Up north, the San Diego Chargers are the Oceanside Charmers.
As the stadium sweepstakes play out behind closed doors, the Chargers have turned on the charm offensive.
We haven't seen much of the media-shy Spanoses themselves, but the PR team shows moves as silky as L.T.'s.
With all-star counsel (and former Clinton team player) Mark Fabiani carrying the ball on key downs, the Chargers are coolly calming the waters during the run-up to the fateful moment when it's announced in which city the football team will try to pitch a billion-dollar, state-of-the-NFL-art stadium.
Don Juan couldn't prepare a conquest more smoothly.
The Chargers' game plan - its X's and O'side, if you will - is a study in suave simplicity. Here's the playbook.
- Never downplay the mammoth challenges involved in building a stadium in a coastal city with an ingrained inferiority complex, especially in relation to archrival Carlsbad.

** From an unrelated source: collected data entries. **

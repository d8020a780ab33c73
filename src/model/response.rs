//! Delivery response shapes and their conversion into a [`ContentGraph`].

use serde::{Deserialize, Serialize};

use super::graph::ContentGraph;
use super::item::ContentItem;
use super::keyed::KeyedMap;

/// Response of a single-item request.
#[derive(Debug, Clone, Serialize, Deserialize)]
pub struct ContentItemResponse {
    pub item: ContentItem,
    /// Linked-item closure keyed by codename.
    #[serde(default)]
    pub modular_content: KeyedMap<ContentItem>,
}

impl ContentItemResponse {
    pub fn into_graph(self) -> ContentGraph {
        ContentGraph::single(self.item, self.modular_content)
    }
}

/// Paging metadata of a listing response.
#[derive(Debug, Clone, Default, PartialEq, Eq, Serialize, Deserialize)]
pub struct Pagination {
    #[serde(default)]
    pub skip: u32,
    #[serde(default)]
    pub limit: u32,
    #[serde(default)]
    pub count: u32,
    /// URL of the next page; empty on the last page.
    #[serde(default)]
    pub next_page: String,
}

impl Pagination {
    pub fn has_next_page(&self) -> bool {
        !self.next_page.is_empty()
    }
}

/// Response of a listing request.
#[derive(Debug, Clone, Serialize, Deserialize)]
pub struct ContentItemsListingResponse {
    #[serde(default)]
    pub items: Vec<ContentItem>,
    #[serde(default)]
    pub modular_content: KeyedMap<ContentItem>,
    #[serde(default)]
    pub pagination: Pagination,
}

impl ContentItemsListingResponse {
    /// Build the graph, returning the pagination alongside it.
    pub fn into_graph(self) -> (ContentGraph, Pagination) {
        (
            ContentGraph::listing(self.items, self.modular_content),
            self.pagination,
        )
    }
}

#[cfg(test)]
mod tests {
    use super::*;
    use serde_json::json;

    fn system(codename: &str, content_type: &str) -> serde_json::Value {
        json!({
            "id": codename,
            "name": codename,
            "codename": codename,
            "language": "en-US",
            "type": content_type,
            "sitemap_locations": [],
            "last_modified": "2019-03-27T13:21:11.38Z"
        })
    }

    #[test]
    fn test_single_response_into_graph() {
        let response: ContentItemResponse = serde_json::from_value(json!({
            "item": {
                "system": system("home", "home"),
                "elements": {
                    "title": { "type": "text", "name": "Title", "value": "Home" }
                }
            },
            "modular_content": {
                "hero": { "system": system("hero", "hero_unit"), "elements": {} }
            }
        }))
        .unwrap();

        let graph = response.into_graph();
        assert_eq!(graph.root().unwrap().codename(), "home");
        assert!(graph.lookup("hero").is_some());
        assert_eq!(
            graph.root().unwrap().element("title").unwrap().owner(),
            Some("home")
        );
    }

    #[test]
    fn test_listing_response_keeps_pagination() {
        let response: ContentItemsListingResponse = serde_json::from_value(json!({
            "items": [
                { "system": system("a", "article"), "elements": {} },
                { "system": system("b", "article"), "elements": {} }
            ],
            "modular_content": {},
            "pagination": {
                "skip": 0,
                "limit": 2,
                "count": 2,
                "next_page": "https://deliver.example.com/items?skip=2&limit=2"
            }
        }))
        .unwrap();

        let (graph, pagination) = response.into_graph();
        assert_eq!(graph.roots().len(), 2);
        assert!(pagination.has_next_page());
        assert_eq!(pagination.count, 2);
    }
}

- Readily admit it's going to take a perfect plan and spot-on execution to overcome skyscraping hurdles such as traffic, financing and demonstrable economic benefit for Oceanside. City leaders will have to see the wisdom. Concede that, at the end of the day, the deal might not pencil out. Then again, it might; otherwise, why are we here?
- Suggest there is no reason for doubting Thomases to get fired up at this early stage of the game. Encourage soothing dialogue with anyone suffering from angst over the possibility of an Oceanside stadium.
- Repeatedly remind citizens of the following: If - if! if! - the Chargers believe they can build a stadium on city-owned parkland, voters can say no right up to the moment of consummation. Nothing happens without a yes! yes! yes! from willing voters.
- Dismiss with a weary shrug the fear that the Chargers are "using" Oceanside to leverage a better deal with San Diego or Chula Vista or Anaheim or Los Angeles or wherever.
- Emphasize the money the Chargers are spending to study the tight terrain and the traffic, as well as the market for upscale office space adjacent to a stadium on "Goat Hill," the aptly nicknamed municipal golf course north of Oceanside Boulevard.
- Make sure everyone understands that the city of San Diego is a political and financial disaster. Building a new stadium at the Q, it's a virtual (remember to add that crucial qualifier!) impossibility. Stress that Oceanside batted its eyes at the Chargers first.
- Don't miss any opportunity to take a shot at Michael Aguirre, the lawsuit-happy San Diego city attorney whom we, the Chargers, detest on principle.
Finally, smile. Remember, it's only a game!
Despite the Chargers' best efforts at pacifying the natives, a small - but feverishly critical - gang of locals has created a Web site committed to rebuffing the Chargers' tentative advances.
Under their logo - "Go Away Chargers" - the unidentified authors sound their warning:
"We are a group of concerned citizens, sports fans, neighbors and fiscal conservatives who oppose building a Chargers Stadium in Oceanside.
"Please join us in opposing this financial Field of Schemes and the huge giveaway of millions of dollars' worth of public lands and subsidies.
"We love Oceanside and choose to live here because we love our beaches, downtown, the relaxed, coastal way of life and the most perfect weather in the world. Adding this massive stadium and all the problems that will come with it will severely impact our entire community."
I called Nadine Scott, an activist who, just to make me jealous, told me she was enjoying a glass of Chardonnay by her pool.
I complimented Scott on what I assumed to be her brainchild at http://goawaychargers.netrootz.com. She didn't bite, assuring me my assumption was wrong.
I wondered why the site was registered in her name.
In a transition worthy of a congresswoman, Scott explained that she merely entered the site's name on godaddy.com, an Internet domain registry. Others, Scott said, were responsible for the site's content, which predicts apocalyptic doom if an NFL stadium is built in Oceanside.
"But I'm thrilled to death someone else took the reins" on the stadium, she said.
Scott defended the desire of the site's backers to remain anonymous.
"Every time you speak out, you get detractors," she said.
When I talked with attorney David O'Connell, the group's spokesman, he said he was "taken aback" by the "vitriol" of those who view the "Go Away Chargers" campaign as malign NIMBYism.
Gee, no diamond in sight and the family is already fighting over the suitor.
But imagine if - if! if! - Moby Dick breaches in North County. What if the Chargers do choose Oceanside as their happy hitting ground?
That's when the NFL team will pull off the soft kid gloves, hire brass-knuckle consultants - sadly, the late Jack Orr, North County's politico emeritus, will be working celestial precincts - and prepare to roll to victory in the November 2008 election.
Until the Chargers opt for Plan O, however, Oceanside is waiting in the wings, wondering what it will do if - if! if! - Prince Charming rides up the coast to offer a ring with one hand and, with the other, the blueprints to his new castle.
And then, to steal a silver coin from columnist Rick Reilly, it will be Oceanside's task to decide if it's Xanadu or Xanadont.